Da bei einem unkomplizierten Harnwegsinfekt keine gefährlichen Verläufe zu befürchten sind, ist ein Verzicht auf eine antibiotische Behandlung eine mögliche Option. Wegen der häufig akuten Symptomatik ist allerdings eine antibiotische Behandlung in den meisten Fällen vorzuziehen.

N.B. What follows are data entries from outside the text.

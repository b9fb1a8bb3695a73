//! Export pipeline – surface → bitmap → JPEG → single-page PDF.
//!
//! The page is exactly as large as the captured bitmap (1 px = 1 pt), with
//! the JPEG as its only content.

use std::fs;
use std::io;
use std::path::{Path, PathBuf};

use ::image::codecs::jpeg::JpegEncoder;
use ::image::RgbImage;
use printpdf::*;

use crate::error::{ExportError, Result};
use crate::fonts::FontManager;
use crate::i18n::Language;
use crate::pipeline::PipelineConfig;
use crate::raster::rasterize;
use crate::selection::Layout;
use crate::surface::Surface;

/// Millimetres per PostScript point.
const MM_PER_PT: f32 = 0.352778;

/// A finished export, ready to be handed to a [`Downloader`].
#[derive(Debug, Clone)]
pub struct ExportedPdf {
    pub file_name: String,
    pub bytes: Vec<u8>,
    /// Pixel size of the captured bitmap, which is also the page size in pt.
    pub page_width_px: u32,
    pub page_height_px: u32,
}

/// Receives finished PDFs. The binary writes them to a directory; tests
/// record them.
pub trait Downloader: Send {
    fn deliver(&mut self, pdf: &ExportedPdf) -> io::Result<()>;
}

/// Writes each PDF into a fixed directory, creating it on first use.
#[derive(Debug, Clone)]
pub struct DirectoryDownloader {
    dir: PathBuf,
}

impl DirectoryDownloader {
    pub fn new(dir: impl Into<PathBuf>) -> Self {
        Self { dir: dir.into() }
    }

    pub fn dir(&self) -> &Path {
        &self.dir
    }

    /// Where `file_name` ends up once delivered.
    pub fn target(&self, file_name: &str) -> PathBuf {
        self.dir.join(file_name)
    }
}

impl Downloader for DirectoryDownloader {
    fn deliver(&mut self, pdf: &ExportedPdf) -> io::Result<()> {
        if !self.dir.as_os_str().is_empty() {
            fs::create_dir_all(&self.dir)?;
        }
        let path = self.target(&pdf.file_name);
        // Write beside the target and rename, so a failed write never
        // leaves a truncated PDF under the final name.
        let partial = self.dir.join(format!(".{}.part", pdf.file_name));
        if let Err(e) = fs::write(&partial, &pdf.bytes).and_then(|()| fs::rename(&partial, &path)) {
            let _ = fs::remove_file(&partial);
            return Err(e);
        }
        log::info!("Wrote '{}' ({} bytes)", path.display(), pdf.bytes.len());
        Ok(())
    }
}

/// `CV_<name>_<lang>_<layout>.pdf`, with every whitespace run in the name
/// replaced by a single underscore.
pub fn export_file_name(name: &str, language: Language, layout: Layout) -> String {
    let mut slug = String::with_capacity(name.len());
    let mut in_space = false;
    for ch in name.chars() {
        if ch.is_whitespace() {
            if !in_space {
                slug.push('_');
            }
            in_space = true;
        } else {
            slug.push(ch);
            in_space = false;
        }
    }
    format!("CV_{slug}_{}_{}.pdf", language.code(), layout.name())
}

/// Encode the capture as baseline JPEG.
pub fn encode_jpeg(image: &RgbImage, quality: u8) -> Result<Vec<u8>> {
    let mut out = Vec::new();
    let mut encoder = JpegEncoder::new_with_quality(&mut out, quality.clamp(1, 100));
    encoder.encode_image(image)?;
    Ok(out)
}

/// Wrap a JPEG in a one-page PDF whose page matches the image's pixel size.
pub fn build_pdf(jpeg: &[u8], width_px: u32, height_px: u32, title: &str) -> Result<Vec<u8>> {
    let mut doc = PdfDocument::new(title);

    let mut warnings: Vec<PdfWarnMsg> = Vec::new();
    let raw = RawImage::decode_from_bytes(jpeg, &mut warnings)
        .map_err(|e| ExportError::Pdf(e.to_string()))?;
    for w in &warnings {
        log::debug!("printpdf: {w:?}");
    }
    let xobj_id = doc.add_image(&raw);

    // At 72 dpi one image pixel covers one point.
    let ops = vec![Op::UseXobject {
        id: xobj_id,
        transform: XObjectTransform {
            translate_x: Some(Pt(0.0)),
            translate_y: Some(Pt(0.0)),
            rotate: None,
            scale_x: Some(1.0),
            scale_y: Some(1.0),
            dpi: Some(72.0),
        },
    }];

    let page = PdfPage::new(
        Mm(width_px as f32 * MM_PER_PT),
        Mm(height_px as f32 * MM_PER_PT),
        ops,
    );
    doc.with_pages(vec![page]);
    Ok(doc.save(&PdfSaveOptions::default(), &mut Vec::new()))
}

/// Capture an already painted surface into a named PDF. Nothing is
/// re-rendered.
pub fn export_surface(
    surface: &Surface,
    fonts: &FontManager,
    config: &PipelineConfig,
    file_name: String,
) -> Result<ExportedPdf> {
    // 1. Capture
    let bitmap = rasterize(surface, fonts, config)?;
    let (width, height) = bitmap.dimensions();

    // 2. Encode
    let jpeg = encode_jpeg(&bitmap, config.jpeg_quality)?;
    log::debug!("Encoded {width}x{height} capture as {} byte JPEG", jpeg.len());

    // 3. Wrap
    let bytes = build_pdf(&jpeg, width, height, &surface.title)?;
    log::info!("Exported '{file_name}' ({} bytes)", bytes.len());

    Ok(ExportedPdf {
        file_name,
        bytes,
        page_width_px: width,
        page_height_px: height,
    })
}

#[cfg(test)]
mod tests {
    use super::*;

    #[test]
    fn file_name_collapses_whitespace_runs() {
        assert_eq!(
            export_file_name("Jane  Q.\tDoe", Language::De, Layout::Full),
            "CV_Jane_Q._Doe_de_full.pdf"
        );
    }

    #[test]
    fn jpeg_has_soi_marker() {
        let img = RgbImage::from_pixel(8, 4, ::image::Rgb([200, 10, 10]));
        let jpeg = encode_jpeg(&img, 90).unwrap();
        assert_eq!(&jpeg[..2], &[0xFF, 0xD8]);
    }

    #[test]
    fn pdf_wraps_jpeg() {
        let img = RgbImage::from_pixel(20, 30, ::image::Rgb([255, 255, 255]));
        let jpeg = encode_jpeg(&img, 90).unwrap();
        let pdf = build_pdf(&jpeg, 20, 30, "t").unwrap();
        assert!(pdf.starts_with(b"%PDF-"));
    }

    #[test]
    fn directory_downloader_writes_file() {
        let dir = std::env::temp_dir().join(format!("cv-forge-dl-{}", std::process::id()));
        let mut dl = DirectoryDownloader::new(&dir);
        let pdf = ExportedPdf {
            file_name: "x.pdf".to_string(),
            bytes: b"%PDF-1.3".to_vec(),
            page_width_px: 1,
            page_height_px: 1,
        };
        dl.deliver(&pdf).unwrap();
        assert_eq!(fs::read(dl.target("x.pdf")).unwrap(), b"%PDF-1.3");
        let names: Vec<_> = fs::read_dir(&dir)
            .unwrap()
            .map(|e| e.unwrap().file_name())
            .collect();
        assert_eq!(names, vec![std::ffi::OsString::from("x.pdf")]);
        fs::remove_dir_all(&dir).unwrap();
    }

    #[test]
    fn failed_delivery_leaves_no_file_behind() {
        let dir = std::env::temp_dir().join(format!("cv-forge-dl-fail-{}", std::process::id()));
        fs::create_dir_all(&dir).unwrap();
        // A directory already occupies the target name, so the rename fails.
        fs::create_dir_all(dir.join("taken.pdf")).unwrap();
        let mut dl = DirectoryDownloader::new(&dir);
        let pdf = ExportedPdf {
            file_name: "taken.pdf".to_string(),
            bytes: b"%PDF-1.3".to_vec(),
            page_width_px: 1,
            page_height_px: 1,
        };
        assert!(dl.deliver(&pdf).is_err());
        assert!(!dir.join(".taken.pdf.part").exists());
        assert!(dir.join("taken.pdf").is_dir());
        fs::remove_dir_all(&dir).unwrap();
    }
}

Bei der Auswahl eines Antibiotikums sollen folgende Kriterien berücksichtigt werden:
- individuelles Risiko des Patienten
- Erregerspektrum und Antibiotikaempfindlichkeit
- Effektivitat der antimikrobiellen Substanz
- unerwünschte Arzneimittelwirkungen
- Auswirkungen auf die Resistenzsituation
Mittel der Wahl ist hier Trimethoprim (abhängig von der regionalen Resistenzlage!) bzw. Nitrofurantoin. Fosfomycin gilt als Reservemittel bei unkomplizierten Harnwegsinfekten. Der Einsatz von Cotrimoxazol und Cefpodoxim ist aufgrund der schlechten Resistenzlage nicht mehr erste Wahl, ebenso sind Gyrasehemmer wie Ciprofloxacin, Levofloxacin, Norfloxacin und Ofloxacin aufgrund schwerwiegender zum Teil irreversibler Nebenwirkungen für diese Indikation kontraindiziert. Für schwere Harnwegsinfekte gilt Ceftriaxon als Mittel der Wahl.